//! API error types and HTTP response mapping

use axum::http::StatusCode;
use axum::response::{IntoResponse, Response};
use axum::Json;
use serde::Serialize;
use thiserror::Error;

use core_kernel::PortError;
use domain_operation::OperationError;
use domain_proposal::validation::{FieldError, ValidationResult};
use domain_proposal::ProposalError;
use domain_review::archive::{ArchiveError, MSG_ARCHIVE_CORRUPT, MSG_ARCHIVE_NOT_FOUND};
use domain_review::ReviewError;

/// Shown whenever the bearer token is missing, invalid, or refused upstream.
pub const MSG_SESSION_EXPIRED: &str = "Sessão expirada. Faça login novamente.";

/// Shown for transport-level failures reaching the proposal service.
pub const MSG_CONNECTION: &str =
    "Não foi possível conectar com o servidor. Verifique sua conexão e tente novamente.";

/// Substring of the upstream refusal that gets the expanded explanation.
pub const NOT_UPDATABLE_MARKER: &str = "não pode ser atualizada";

pub const NOT_UPDATABLE_TITLE: &str = "Proposta Não Pode Ser Atualizada";

const NOT_UPDATABLE_CHECKLIST: [&str; 4] = [
    "A proposta não pode ser atualizada no momento. Verifique se:",
    "Todos os documentos obrigatórios foram carregados",
    "A proposta não está em um status que permite esta operação",
    "Você tem permissão para realizar esta ação",
];

/// Everything a handler can fail with, mapped onto HTTP statuses.
#[derive(Debug, Error)]
pub enum ApiError {
    #[error("session expired")]
    SessionExpired,

    #[error("forbidden: {0}")]
    Forbidden(String),

    #[error("not found: {0}")]
    NotFound(String),

    #[error("validation failed")]
    Validation(ValidationResult),

    /// Business-rule refusal, carried verbatim from the proposal service.
    #[error("rejected: {0}")]
    Rejection(String),

    #[error("conflict: {0}")]
    Conflict(String),

    #[error("upstream unreachable")]
    Unreachable,

    #[error("upstream timeout")]
    UpstreamTimeout,

    #[error("internal error: {0}")]
    Internal(String),
}

/// Body of every error response.
#[derive(Debug, Serialize)]
pub struct ErrorResponse {
    pub error: &'static str,
    #[serde(skip_serializing_if = "Option::is_none")]
    pub title: Option<&'static str>,
    pub message: String,
    #[serde(skip_serializing_if = "Option::is_none")]
    pub details: Option<ErrorDetails>,
    #[serde(skip_serializing_if = "Option::is_none")]
    pub redirect: Option<&'static str>,
}

#[derive(Debug, Serialize)]
#[serde(untagged)]
pub enum ErrorDetails {
    Fields(Vec<FieldError>),
    Notes(Vec<&'static str>),
}

impl ApiError {
    fn status(&self) -> StatusCode {
        match self {
            ApiError::SessionExpired => StatusCode::UNAUTHORIZED,
            ApiError::Forbidden(_) => StatusCode::FORBIDDEN,
            ApiError::NotFound(_) => StatusCode::NOT_FOUND,
            ApiError::Validation(_) => StatusCode::BAD_REQUEST,
            ApiError::Rejection(_) => StatusCode::UNPROCESSABLE_ENTITY,
            ApiError::Conflict(_) => StatusCode::CONFLICT,
            ApiError::Unreachable => StatusCode::BAD_GATEWAY,
            ApiError::UpstreamTimeout => StatusCode::GATEWAY_TIMEOUT,
            ApiError::Internal(_) => StatusCode::INTERNAL_SERVER_ERROR,
        }
    }

    fn body(self) -> ErrorResponse {
        let mut response = ErrorResponse {
            error: "internal_error",
            title: None,
            message: String::new(),
            details: None,
            redirect: None,
        };
        match self {
            ApiError::SessionExpired => {
                response.error = "session_expired";
                response.message = MSG_SESSION_EXPIRED.to_string();
                response.redirect = Some("/logout");
            }
            ApiError::Forbidden(message) => {
                response.error = "forbidden";
                response.message = message;
            }
            ApiError::NotFound(message) => {
                response.error = "not_found";
                response.message = message;
            }
            ApiError::Validation(result) => {
                response.error = "validation_error";
                response.message = "dados inválidos".to_string();
                response.details = Some(ErrorDetails::Fields(result.errors));
            }
            ApiError::Rejection(message) => {
                if message.contains(NOT_UPDATABLE_MARKER) {
                    response.error = "proposal_not_updatable";
                    response.title = Some(NOT_UPDATABLE_TITLE);
                    response.details = Some(ErrorDetails::Notes(NOT_UPDATABLE_CHECKLIST.to_vec()));
                } else {
                    response.error = "business_rule";
                }
                response.message = message;
            }
            ApiError::Conflict(message) => {
                response.error = "conflict";
                response.message = message;
            }
            ApiError::Unreachable => {
                response.error = "upstream_unreachable";
                response.message = MSG_CONNECTION.to_string();
            }
            ApiError::UpstreamTimeout => {
                response.error = "upstream_timeout";
                response.message = MSG_CONNECTION.to_string();
            }
            ApiError::Internal(_) => {
                response.message = "Erro interno do servidor.".to_string();
            }
        }
        response
    }
}

impl IntoResponse for ApiError {
    fn into_response(self) -> Response {
        match &self {
            ApiError::Unreachable | ApiError::UpstreamTimeout => {
                tracing::warn!(error = %self, "upstream transport failure");
            }
            ApiError::Internal(message) => {
                tracing::error!(%message, "internal error");
            }
            _ => {}
        }
        let status = self.status();
        (status, Json(self.body())).into_response()
    }
}

impl From<PortError> for ApiError {
    fn from(err: PortError) -> Self {
        match err {
            PortError::Unauthorized { .. } => ApiError::SessionExpired,
            PortError::Validation { message, .. } => ApiError::Rejection(message),
            PortError::Conflict { message } => ApiError::Conflict(message),
            PortError::Timeout { .. } => ApiError::UpstreamTimeout,
            PortError::Connection { .. }
            | PortError::ServiceUnavailable { .. }
            | PortError::RateLimited { .. } => ApiError::Unreachable,
            not_found @ PortError::NotFound { .. } => ApiError::NotFound(not_found.to_string()),
            other => ApiError::Internal(other.to_string()),
        }
    }
}

impl From<ProposalError> for ApiError {
    fn from(err: ProposalError) -> Self {
        match err {
            ProposalError::Validation(result) => ApiError::Validation(result),
            ProposalError::NotFound(message) => ApiError::NotFound(message),
            ProposalError::Port(port) => port.into(),
        }
    }
}

impl From<ReviewError> for ApiError {
    fn from(err: ReviewError) -> Self {
        match err {
            ReviewError::Forbidden(message) => ApiError::Forbidden(message.to_string()),
            ReviewError::NoDocuments => {
                ApiError::Rejection(ReviewError::NoDocuments.to_string())
            }
            ReviewError::Validation(result) => ApiError::Validation(result),
            ReviewError::Archive(ArchiveError::NotFound) => {
                ApiError::NotFound(MSG_ARCHIVE_NOT_FOUND.to_string())
            }
            ReviewError::Archive(ArchiveError::Corrupt) => {
                ApiError::Rejection(MSG_ARCHIVE_CORRUPT.to_string())
            }
            ReviewError::Port(port) => port.into(),
        }
    }
}

impl From<OperationError> for ApiError {
    fn from(err: OperationError) -> Self {
        match err {
            OperationError::Locked(reason) => ApiError::Conflict(reason.to_string()),
            OperationError::Validation(result) => ApiError::Validation(result),
            OperationError::Port(port) => port.into(),
        }
    }
}

#[cfg(test)]
mod tests {
    use super::*;

    #[test]
    fn test_session_expired_carries_logout_redirect() {
        let err = ApiError::SessionExpired;
        assert_eq!(err.status(), StatusCode::UNAUTHORIZED);
        let body = err.body();
        assert_eq!(body.error, "session_expired");
        assert_eq!(body.message, MSG_SESSION_EXPIRED);
        assert_eq!(body.redirect, Some("/logout"));
    }

    #[test]
    fn test_not_updatable_refusal_gets_the_expanded_explanation() {
        let refusal = "A proposta não pode ser atualizada para a situação solicitada";
        let err = ApiError::Rejection(refusal.to_string());
        assert_eq!(err.status(), StatusCode::UNPROCESSABLE_ENTITY);
        let body = err.body();
        assert_eq!(body.error, "proposal_not_updatable");
        assert_eq!(body.title, Some(NOT_UPDATABLE_TITLE));
        assert_eq!(body.message, refusal);
        match body.details {
            Some(ErrorDetails::Notes(notes)) => {
                assert_eq!(notes.len(), 4);
                assert!(notes[0].starts_with("A proposta não pode ser atualizada no momento"));
            }
            other => panic!("expected checklist notes, got {other:?}"),
        }
    }

    #[test]
    fn test_other_business_refusals_stay_verbatim() {
        let err = ApiError::Rejection("Produto indisponível para contratação.".to_string());
        let body = err.body();
        assert_eq!(body.error, "business_rule");
        assert_eq!(body.message, "Produto indisponível para contratação.");
        assert!(body.details.is_none());
        assert!(body.title.is_none());
    }

    #[test]
    fn test_validation_errors_list_the_offending_fields() {
        let result = ValidationResult::fail("document", "Por favor forneça um CPF válido");
        let err = ApiError::Validation(result);
        assert_eq!(err.status(), StatusCode::BAD_REQUEST);
        let body = err.body();
        assert_eq!(body.error, "validation_error");
        match body.details {
            Some(ErrorDetails::Fields(fields)) => {
                assert_eq!(fields.len(), 1);
                assert_eq!(fields[0].field, "document");
            }
            other => panic!("expected field details, got {other:?}"),
        }
    }

    #[test]
    fn test_port_errors_map_onto_the_right_statuses() {
        let cases: Vec<(PortError, StatusCode)> = vec![
            (
                PortError::unauthorized("token rejected"),
                StatusCode::UNAUTHORIZED,
            ),
            (
                PortError::not_found("Proposal", "PRP-123"),
                StatusCode::NOT_FOUND,
            ),
            (
                PortError::validation("A proposta não pode ser atualizada"),
                StatusCode::UNPROCESSABLE_ENTITY,
            ),
            (
                PortError::Timeout {
                    operation: "get_proposal".to_string(),
                    duration_ms: 30_000,
                },
                StatusCode::GATEWAY_TIMEOUT,
            ),
            (
                PortError::ServiceUnavailable {
                    service: "proposal-api".to_string(),
                },
                StatusCode::BAD_GATEWAY,
            ),
            (
                PortError::RateLimited {
                    retry_after_secs: 60,
                },
                StatusCode::BAD_GATEWAY,
            ),
        ];
        for (port_err, expected) in cases {
            let api_err: ApiError = port_err.into();
            assert_eq!(api_err.status(), expected);
        }
    }

    #[test]
    fn test_review_forbidden_maps_to_403_with_the_domain_message() {
        let err: ApiError = ReviewError::Forbidden(domain_review::review::MSG_FORBIDDEN).into();
        assert_eq!(err.status(), StatusCode::FORBIDDEN);
        let body = err.body();
        assert_eq!(body.message, domain_review::review::MSG_FORBIDDEN);
    }

    #[test]
    fn test_operation_lock_maps_to_conflict() {
        let err: ApiError = OperationError::Locked("proposta já assinada").into();
        assert_eq!(err.status(), StatusCode::CONFLICT);
    }
}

● TASK
From the records above, extract exactly and only the lines that begin at the line with "#[cfg(test)]" and stop after the line with "ser atualizada para".

● WRITTEN REPLY
#[cfg(test)]
mod tests {
    use super::*;

    #[test]
    fn test_session_expired_carries_logout_redirect() {
        let err = ApiError::SessionExpired;
        assert_eq!(err.status(), StatusCode::UNAUTHORIZED);
        let body = err.body();
        assert_eq!(body.error, "session_expired");
        assert_eq!(body.message, MSG_SESSION_EXPIRED);
        assert_eq!(body.redirect, Some("/logout"));
    }

    #[test]
    fn test_not_updatable_refusal_gets_the_expanded_explanation() {
        let refusal = "A proposta não pode ser atualizada para a situação solicitada";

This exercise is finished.